Recent Reads | June 2020

I've always been an avid reader, but my frequency for reading has dropped over the years and I began to struggle focusing on books. Over the last month or so having a little bit more free time has allowed me to rekindle my love for reading. I've set myself a goal to read 60 books this year, which sounds like a lot but it'll push me to work toward it. I've decided to review and recommend some of the books that I've enjoyed. I've done this as a series before and decided to bring it back on my reading journey and it'll hopefully keep my motivation and maybe get some recommendations from others along the way! 

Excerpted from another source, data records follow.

//! Consistency rules — domain policy applied to writes before they reach
//! storage.
//!
//! The relationship store only guarantees the structural invariants (both
//! endpoints exist, no person-to-self edges, never `PARENT_OF` alongside
//! `ADOPTED_BY` for one pair). The rules here add the rest: idempotent link
//! creation, the parent/child state machine, undirected spouse handling, and
//! detach-delete routing.
//!
//! A parent/child pair is always in exactly one of three states:
//!
//! ```text
//!             add_parent_child                change_parent_child_kind
//!   absent ───────────────────► biological ◄──────────────────────────► adopted
//!      ▲                            │                                     │
//!      └──────── remove_parent_child ┴─────────────────────────────────────┘
//! ```

use tracing::debug;

use crate::{
  Error, Result,
  edge::{Edge, EdgeKind, EdgeProps, ParentKind},
  entity::{Entity, EntityKind, Id},
  patch::Patch,
  store::GraphSession,
};

// ─── Parentage ───────────────────────────────────────────────────────────────

/// The parent edge currently linking `parent` to `child`, if any.
pub async fn parent_edge<S: GraphSession>(
  session: &mut S,
  parent: Id,
  child: Id,
) -> Result<Option<(ParentKind, Edge)>> {
  for kind in [ParentKind::Biological, ParentKind::Adopted] {
    let edge = session
      .edges_from(kind.edge_kind(), parent)
      .await?
      .into_iter()
      .find(|e| e.to == child);
    if let Some(edge) = edge {
      return Ok(Some((kind, edge)));
    }
  }
  Ok(None)
}

fn parent_props(kind: ParentKind, adoption_date: Option<String>) -> EdgeProps {
  match kind {
    ParentKind::Biological => EdgeProps::none(),
    ParentKind::Adopted => EdgeProps::adoption(adoption_date),
  }
}

/// Record that `parent` is a parent of `child`.
///
/// Re-adding the same kind is a no-op. Adding the other kind fails with
/// [`Error::Conflict`]; use [`change_parent_child_kind`] instead. The
/// adoption date is ignored for biological links.
pub async fn add_parent_child<S: GraphSession>(
  session: &mut S,
  parent: Id,
  child: Id,
  kind: ParentKind,
  adoption_date: Option<String>,
) -> Result<()> {
  if parent == child {
    return Err(Error::SelfReference { kind: kind.edge_kind(), id: parent });
  }

  match parent_edge(session, parent, child).await? {
    Some((existing, _)) if existing == kind => {
      debug!(parent, child, %kind, "parent link already present");
      Ok(())
    }
    Some((existing, _)) => Err(Error::Conflict(format!(
      "person {parent} is already a {existing} parent of {child}"
    ))),
    None => {
      session
        .link(kind.edge_kind(), parent, child, parent_props(kind, adoption_date))
        .await?;
      debug!(parent, child, %kind, "parent link added");
      Ok(())
    }
  }
}

/// Switch an existing parent/child link between biological and adopted.
///
/// Changing kind deletes the old edge and creates a new one, so properties
/// of the old edge are not carried over. Keeping the kind updates the
/// adoption date in place. Fails with [`Error::EdgeNotFound`] when the pair
/// has no parent link.
pub async fn change_parent_child_kind<S: GraphSession>(
  session: &mut S,
  parent: Id,
  child: Id,
  new_kind: ParentKind,
  adoption_date: Option<String>,
) -> Result<()> {
  let Some((current, edge)) = parent_edge(session, parent, child).await? else {
    return Err(Error::EdgeNotFound {
      kind: new_kind.edge_kind(),
      from: parent,
      to:   child,
    });
  };

  let props = parent_props(new_kind, adoption_date);
  if current == new_kind {
    session.update_edge(edge.edge_id, props).await?;
    debug!(parent, child, kind = %new_kind, "parent link updated in place");
  } else {
    session.unlink(current.edge_kind(), parent, child).await?;
    session.link(new_kind.edge_kind(), parent, child, props).await?;
    debug!(parent, child, from = %current, to = %new_kind, "parent link kind changed");
  }
  Ok(())
}

/// Remove whichever parent link exists between the pair. Removing an absent
/// link succeeds.
pub async fn remove_parent_child<S: GraphSession>(
  session: &mut S,
  parent: Id,
  child: Id,
) -> Result<()> {
  let mut removed = 0;
  for kind in [EdgeKind::ParentOf, EdgeKind::AdoptedBy] {
    removed += session.unlink(kind, parent, child).await?;
  }
  debug!(parent, child, removed, "parent link removed");
  Ok(())
}

// ─── Marriage ────────────────────────────────────────────────────────────────

/// Every marriage edge between the pair, in either direction, oldest first.
pub async fn marriages_between<S: GraphSession>(
  session: &mut S,
  a: Id,
  b: Id,
) -> Result<Vec<Edge>> {
  let mut edges: Vec<Edge> = session
    .edges_from(EdgeKind::MarriedTo, a)
    .await?
    .into_iter()
    .filter(|e| e.to == b)
    .collect();
  edges.extend(
    session
      .edges_from(EdgeKind::MarriedTo, b)
      .await?
      .into_iter()
      .filter(|e| e.to == a),
  );
  edges.sort_by_key(|e| e.edge_id);
  Ok(edges)
}

/// Record a marriage. Only the supplied dates are written. Marrying the same
/// person again adds a separate marriage rather than overwriting the first.
pub async fn add_spouse<S: GraphSession>(
  session: &mut S,
  a: Id,
  b: Id,
  start_date: Option<String>,
  end_date: Option<String>,
) -> Result<Edge> {
  if a == b {
    return Err(Error::SelfReference { kind: EdgeKind::MarriedTo, id: a });
  }
  let edge = session
    .link(EdgeKind::MarriedTo, a, b, EdgeProps::marriage(start_date, end_date))
    .await?;
  debug!(a, b, edge_id = edge.edge_id, "marriage added");
  Ok(edge)
}

/// Update the dates of the most recent marriage between the pair, matched in
/// either direction.
pub async fn update_spouse<S: GraphSession>(
  session: &mut S,
  a: Id,
  b: Id,
  start_date: Patch<String>,
  end_date: Patch<String>,
) -> Result<Edge> {
  let latest = marriages_between(session, a, b).await?.pop();
  let Some(edge) = latest else {
    return Err(Error::EdgeNotFound { kind: EdgeKind::MarriedTo, from: a, to: b });
  };

  let mut props = edge.props;
  start_date.apply_to(&mut props.start_date);
  end_date.apply_to(&mut props.end_date);

  session
    .update_edge(edge.edge_id, props)
    .await?
    .ok_or(Error::EdgeNotFound { kind: EdgeKind::MarriedTo, from: a, to: b })
}

/// Remove every marriage between the pair, whichever way it was stored.
pub async fn remove_spouse<S: GraphSession>(
  session: &mut S,
  a: Id,
  b: Id,
) -> Result<()> {
  let removed = session.unlink(EdgeKind::MarriedTo, a, b).await?
    + session.unlink(EdgeKind::MarriedTo, b, a).await?;
  debug!(a, b, removed, "marriage removed");
  Ok(())
}

// ─── Other links ─────────────────────────────────────────────────────────────

/// Add `person` to an event. A second participation by the same person is a
/// [`Error::Conflict`].
pub async fn add_participant<S: GraphSession>(
  session: &mut S,
  event: Id,
  person: Id,
  role: Option<String>,
) -> Result<()> {
  let already = session
    .edges_to(EdgeKind::ParticipatedIn, event)
    .await?
    .iter()
    .any(|e| e.from == person);
  if already {
    return Err(Error::Conflict(format!(
      "person {person} already participates in event {event}"
    )));
  }
  session
    .link(EdgeKind::ParticipatedIn, person, event, EdgeProps::role(role))
    .await?;
  Ok(())
}

/// Link `person` to a place. Repeated residences at one place are allowed;
/// each carries its own date range.
pub async fn add_residence<S: GraphSession>(
  session: &mut S,
  place: Id,
  person: Id,
  start_date: Option<String>,
  end_date: Option<String>,
  residence_type: Option<String>,
) -> Result<Edge> {
  let props = EdgeProps::residence(start_date, end_date, residence_type);
  session.link(EdgeKind::LivedAt, person, place, props).await
}

/// Create a link only if an identical one does not already exist.
pub async fn link_once<S: GraphSession>(
  session: &mut S,
  kind: EdgeKind,
  from: Id,
  to: Id,
) -> Result<()> {
  let present = session
    .edges_from(kind, from)
    .await?
    .iter()
    .any(|e| e.to == to);
  if !present {
    session.link(kind, from, to, EdgeProps::none()).await?;
  }
  Ok(())
}

/// Attach an occupation to its employer. The same link again is a no-op; a
/// different employer is a [`Error::Conflict`], as an occupation has at most
/// one.
pub async fn link_employer<S: GraphSession>(
  session: &mut S,
  occupation: Id,
  organization: Id,
) -> Result<()> {
  let current = session.edges_from(EdgeKind::EmployedBy, occupation).await?;
  match current.first() {
    Some(e) if e.to == organization => Ok(()),
    Some(e) => Err(Error::Conflict(format!(
      "occupation {occupation} is already linked to organization {}",
      e.to
    ))),
    None => {
      session
        .link(EdgeKind::EmployedBy, occupation, organization, EdgeProps::none())
        .await?;
      Ok(())
    }
  }
}

// ─── Deletion ────────────────────────────────────────────────────────────────

/// Detach-delete an entity. Deleting an absent entity succeeds.
pub async fn delete_entity<E: Entity, S: GraphSession>(
  session: &mut S,
  id: Id,
) -> Result<()> {
  let existed = session.delete::<E>(id).await?;
  debug!(kind = %E::KIND, id, existed, "entity deleted");
  Ok(())
}

/// Fail with [`Error::EndpointNotFound`] unless the node exists.
pub async fn ensure_exists<S: GraphSession>(
  session: &mut S,
  kind: EntityKind,
  id: Id,
) -> Result<()> {
  if session.exists(kind, id).await? {
    Ok(())
  } else {
    Err(Error::EndpointNotFound { kind, id })
  }
}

This book has been on my to read pile for a long time. I've seen it all over instagram and everyone had given it raving reviews, I'd even gotten it recommended to me a few times. The main character, named after the title, Eleanor, is written as a very unlikeable character. This is one of the reasons why I liked her character, to me she felt like a really real person like reading her diary, it wasn't a fake kind of happiness that you often seen in novels. She has many redeeming qualities throughout the novel. She is mainly happy with her own company and the novel focuses on her journeywhere she unwillingly makes a friend and becomes a more sociable version of herself. This book has many twists and points that have you wanting to scream into the pages. Without spoiling it, it's a. book that will be in your mind surrounding its message on mental health and looking after others. This is my favourite book I've read so far this year and I can imagine I will read it again.



I hadn't heard anything about this book until I bought it and then had a lot of people I know telling me how much they enjoyed it. I am a huge Science-Fiction fan and it had been a while since I had read anything as fantasy as this. The book has many different time frames that it is written in that go back and forth interweaving between each other and connecting the story between character's in different times. It begins set in a virus pandemic (how apt) and the majority of the story is the aftermath of its destruction and about the survival of a few in a travelling theatre. This book was very clever in its story line and how it all came together in the end. There are so many characterswithin the story but they all got appropriate time to develop and show their individual story. I enjoyed the flashbacks and present passages in the story and how it didn't have one set narrator, it was hard to figure out at first but it all made sense the more you read. It's thought provoking about what could happen in times of mass hysteria and also solidarity between people.


I've had this book for a long time and never got around to reading it. This book is similar to Station Eleven in narrative. There is no individual narrator and the storyline is very strange but it is interesting to see how it progresses. The story follows a fish, Ian, as he falls 27 stories from a building to the ground. On his journey it depicts who and what he sees on his fall. It shows how many individual events are happening in a single moment in one building, and how all these events are connected all together in one moment, and how they build on each other to create a bigger picture. I would love to see another follow up to this with different characters it was very intriguing, and I love books with a style or narrative that is unconventional but overall works.

Has anyone got any book recommendations? I've a lot of books to read to reach my goal for the year!